[[ INPUT MATERIAL open ]]
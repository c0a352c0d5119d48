//! Segmented ordered map
//!
//! Each segment keeps its keys sorted in a chain of leaf records, indexed
//! by a fence list (lowest key of every leaf) stored in the segment record.
//! Leaves split once they exceed `LEAF_CAPACITY`. Ordered scans merge the
//! per-segment runs.

use std::cmp::Reverse;
use std::collections::BinaryHeap;
use std::ops::Bound;

use serde::{Deserialize, Serialize};

use crate::error::Result;
use crate::store::Recid;

use super::{
    create_root, encode, hash_key, load, open_segments, Access, MapOptions, SegmentHold,
    SegmentRecord, SegmentTable, SharedEngine,
};

const LEAF_CAPACITY: usize = 32;

type Entry = (Vec<u8>, Vec<u8>);

#[derive(Debug, Clone, Serialize, Deserialize)]
struct Fence {
    /// Lowest key routed to `leaf`; empty for the first leaf
    low: Vec<u8>,
    leaf: Recid,
}

#[derive(Debug, Clone, Serialize, Deserialize)]
struct SegmentIndex {
    map_id: u64,
    count: u64,
    fences: Vec<Fence>,
}

impl SegmentRecord for SegmentIndex {
    fn map_id(&self) -> u64 {
        self.map_id
    }
}

impl SegmentIndex {
    /// Position of the fence covering `key`
    fn leaf_for(&self, key: &[u8]) -> usize {
        self.fences
            .partition_point(|fence| fence.low.as_slice() <= key)
            .saturating_sub(1)
    }
}

#[derive(Debug, Clone, Default, Serialize, Deserialize)]
struct Leaf {
    entries: Vec<Entry>,
}

impl Leaf {
    fn search(&self, key: &[u8]) -> std::result::Result<usize, usize> {
        self.entries
            .binary_search_by(|(candidate, _)| candidate.as_slice().cmp(key))
    }
}

/// What the shared phase of an insert found
struct InsertPoint {
    index: SegmentIndex,
    fence: usize,
    leaf: Leaf,
    position: usize,
}

pub struct TreeMap {
    engine: SharedEngine,
    segments: SegmentTable,
}

impl TreeMap {
    /// Write an empty map with `segments` segments, returning its root
    pub(crate) fn create(engine: &SharedEngine, segments: usize) -> Result<Recid> {
        create_root(engine.as_ref(), segments, |map_id| {
            let leaf = engine.put(&encode(&Leaf::default())?)?;
            encode(&SegmentIndex {
                map_id,
                count: 0,
                fences: vec![Fence {
                    low: Vec::new(),
                    leaf,
                }],
            })
        })
    }

    pub(crate) fn open(engine: SharedEngine, root: Recid, options: MapOptions) -> Result<Self> {
        let segments = open_segments(engine.as_ref(), root, &options)?;
        Ok(Self { engine, segments })
    }

    pub fn get(&self, key: &[u8]) -> Result<Option<Vec<u8>>> {
        let hash = hash_key(key);
        if self.segments.log {
            tracing::trace!(segment = self.segments.index_of(hash), key_len = key.len(), "tree get");
        }
        self.segments
            .for_hash(hash)
            .read(|&index_recid| -> Result<Option<Vec<u8>>> {
                let index: SegmentIndex = self.segments.load(self.engine.as_ref(), index_recid)?;
                let fence = &index.fences[index.leaf_for(key)];
                let mut leaf: Leaf = load(self.engine.as_ref(), fence.leaf)?;
                Ok(match leaf.search(key) {
                    Ok(pos) => Some(leaf.entries.swap_remove(pos).1),
                    Err(_) => None,
                })
            })
    }

    pub fn contains_key(&self, key: &[u8]) -> Result<bool> {
        Ok(self.get(key)?.is_some())
    }

    fn find_insert_point(&self, index_recid: Recid, key: &[u8]) -> Result<InsertPoint> {
        let index: SegmentIndex = self.segments.load(self.engine.as_ref(), index_recid)?;
        let fence = index.leaf_for(key);
        let leaf: Leaf = load(self.engine.as_ref(), index.fences[fence].leaf)?;
        let position = match leaf.search(key) {
            Ok(pos) | Err(pos) => pos,
        };
        Ok(InsertPoint {
            index,
            fence,
            leaf,
            position,
        })
    }

    /// Insert or replace, returning the previous value
    pub fn insert(&self, key: &[u8], value: &[u8]) -> Result<Option<Vec<u8>>> {
        let hash = hash_key(key);
        if self.segments.log {
            tracing::trace!(
                segment = self.segments.index_of(hash),
                key_len = key.len(),
                value_len = value.len(),
                "tree insert"
            );
        }
        self.segments.for_hash(hash).upgradable(
            |&index_recid| {
                let mut point = match self.find_insert_point(index_recid, key) {
                    Ok(point) => point,
                    Err(e) => return Access::Done(Err(e)),
                };
                let existing = point
                    .leaf
                    .entries
                    .get_mut(point.position)
                    .filter(|(candidate, _)| candidate.as_slice() == key);
                match existing {
                    Some((_, slot)) => {
                        // Key set unchanged: rewrite the leaf under the shared phase
                        let old = std::mem::replace(slot, value.to_vec());
                        let leaf_recid = point.index.fences[point.fence].leaf;
                        let result = encode(&point.leaf)
                            .and_then(|bytes| self.engine.update(leaf_recid, &bytes))
                            .map(|_| Some(old));
                        Access::Done(result)
                    }
                    None => Access::Upgrade(point),
                }
            },
            |&mut index_recid, mut point| -> Result<Option<Vec<u8>>> {
                point
                    .leaf
                    .entries
                    .insert(point.position, (key.to_vec(), value.to_vec()));
                point.index.count += 1;
                let leaf_recid = point.index.fences[point.fence].leaf;

                if point.leaf.entries.len() > LEAF_CAPACITY {
                    let right = Leaf {
                        entries: point.leaf.entries.split_off(LEAF_CAPACITY / 2),
                    };
                    let low = right.entries[0].0.clone();
                    let right_recid = self.engine.put(&encode(&right)?)?;
                    point.index.fences.insert(
                        point.fence + 1,
                        Fence {
                            low,
                            leaf: right_recid,
                        },
                    );
                    if self.segments.log {
                        tracing::trace!(leaf = leaf_recid, right = right_recid, "Tree leaf split");
                    }
                }

                self.engine.update(leaf_recid, &encode(&point.leaf)?)?;
                self.engine.update(index_recid, &encode(&point.index)?)?;
                Ok(None)
            },
        )
    }

    pub fn remove(&self, key: &[u8]) -> Result<Option<Vec<u8>>> {
        let hash = hash_key(key);
        if self.segments.log {
            tracing::trace!(segment = self.segments.index_of(hash), key_len = key.len(), "tree remove");
        }
        self.segments
            .for_hash(hash)
            .write(|&mut index_recid| -> Result<Option<Vec<u8>>> {
                let mut index: SegmentIndex = self.segments.load(self.engine.as_ref(), index_recid)?;
                let fence = index.leaf_for(key);
                let leaf_recid = index.fences[fence].leaf;
                let mut leaf: Leaf = load(self.engine.as_ref(), leaf_recid)?;

                let Ok(pos) = leaf.search(key) else {
                    return Ok(None);
                };
                let (_, old) = leaf.entries.remove(pos);
                index.count -= 1;

                if leaf.entries.is_empty() && index.fences.len() > 1 {
                    self.engine.delete(leaf_recid)?;
                    index.fences.remove(fence);
                    if fence == 0 {
                        index.fences[0].low.clear();
                    }
                } else {
                    self.engine.update(leaf_recid, &encode(&leaf)?)?;
                }
                self.engine.update(index_recid, &encode(&index)?)?;
                Ok(Some(old))
            })
    }

    pub fn len(&self) -> Result<u64> {
        let mut total = 0;
        for segment in &self.segments.segments {
            total += segment.read(|&index_recid| {
                self.segments
                    .load::<SegmentIndex>(self.engine.as_ref(), index_recid)
                    .map(|index| index.count)
            })?;
        }
        Ok(total)
    }

    pub fn is_empty(&self) -> Result<bool> {
        Ok(self.len()? == 0)
    }

    /// Entries with keys inside the bounds, in key order
    ///
    /// Segments are read one at a time, so concurrent writers may be
    /// observed in some segments and not others.
    pub fn range(&self, start: Bound<&[u8]>, end: Bound<&[u8]>) -> Result<Vec<Entry>> {
        let mut runs = Vec::with_capacity(self.segments.len());
        for segment in &self.segments.segments {
            runs.push(segment.read(|&index_recid| self.segment_range(index_recid, start, end))?);
        }
        Ok(merge_runs(runs))
    }

    /// All entries in key order
    pub fn entries(&self) -> Result<Vec<Entry>> {
        self.range(Bound::Unbounded, Bound::Unbounded)
    }

    pub fn keys(&self) -> Result<Vec<Vec<u8>>> {
        Ok(self.entries()?.into_iter().map(|(key, _)| key).collect())
    }

    fn segment_range(
        &self,
        index_recid: Recid,
        start: Bound<&[u8]>,
        end: Bound<&[u8]>,
    ) -> Result<Vec<Entry>> {
        let index: SegmentIndex = self.segments.load(self.engine.as_ref(), index_recid)?;
        let first = match start {
            Bound::Included(key) | Bound::Excluded(key) => index.leaf_for(key),
            Bound::Unbounded => 0,
        };

        let mut run = Vec::new();
        for fence in &index.fences[first..] {
            let leaf: Leaf = load(self.engine.as_ref(), fence.leaf)?;
            for (key, value) in leaf.entries {
                if !past_start(&key, start) {
                    continue;
                }
                if !before_end(&key, end) {
                    return Ok(run);
                }
                run.push((key, value));
            }
        }
        Ok(run)
    }

    pub fn segment_count(&self) -> usize {
        self.segments.len()
    }

    pub fn segment_of(&self, key: &[u8]) -> usize {
        self.segments.index_of(hash_key(key))
    }

    pub fn lock_segment(&self, index: usize) -> SegmentHold<'_> {
        self.segments.hold(index)
    }
}

fn past_start(key: &[u8], start: Bound<&[u8]>) -> bool {
    match start {
        Bound::Included(s) => key >= s,
        Bound::Excluded(s) => key > s,
        Bound::Unbounded => true,
    }
}

fn before_end(key: &[u8], end: Bound<&[u8]>) -> bool {
    match end {
        Bound::Included(e) => key <= e,
        Bound::Excluded(e) => key < e,
        Bound::Unbounded => true,
    }
}

/// K-way merge of sorted runs with disjoint keys
fn merge_runs(runs: Vec<Vec<Entry>>) -> Vec<Entry> {
    let total = runs.iter().map(Vec::len).sum();
    let mut merged = Vec::with_capacity(total);
    let mut iters: Vec<_> = runs.into_iter().map(Vec::into_iter).collect();

    let mut heap = BinaryHeap::new();
    for (i, iter) in iters.iter_mut().enumerate() {
        if let Some(entry) = iter.next() {
            heap.push(Reverse((entry, i)));
        }
    }
    while let Some(Reverse((entry, i))) = heap.pop() {
        if let Some(next) = iters[i].next() {
            heap.push(Reverse((next, i)));
        }
        merged.push(entry);
    }
    merged
}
[[ INPUT MATERIAL closed ]]
Please state how many lines in the listing above hold the string "tracing", and nothing more.

ANSWER SPACE => 4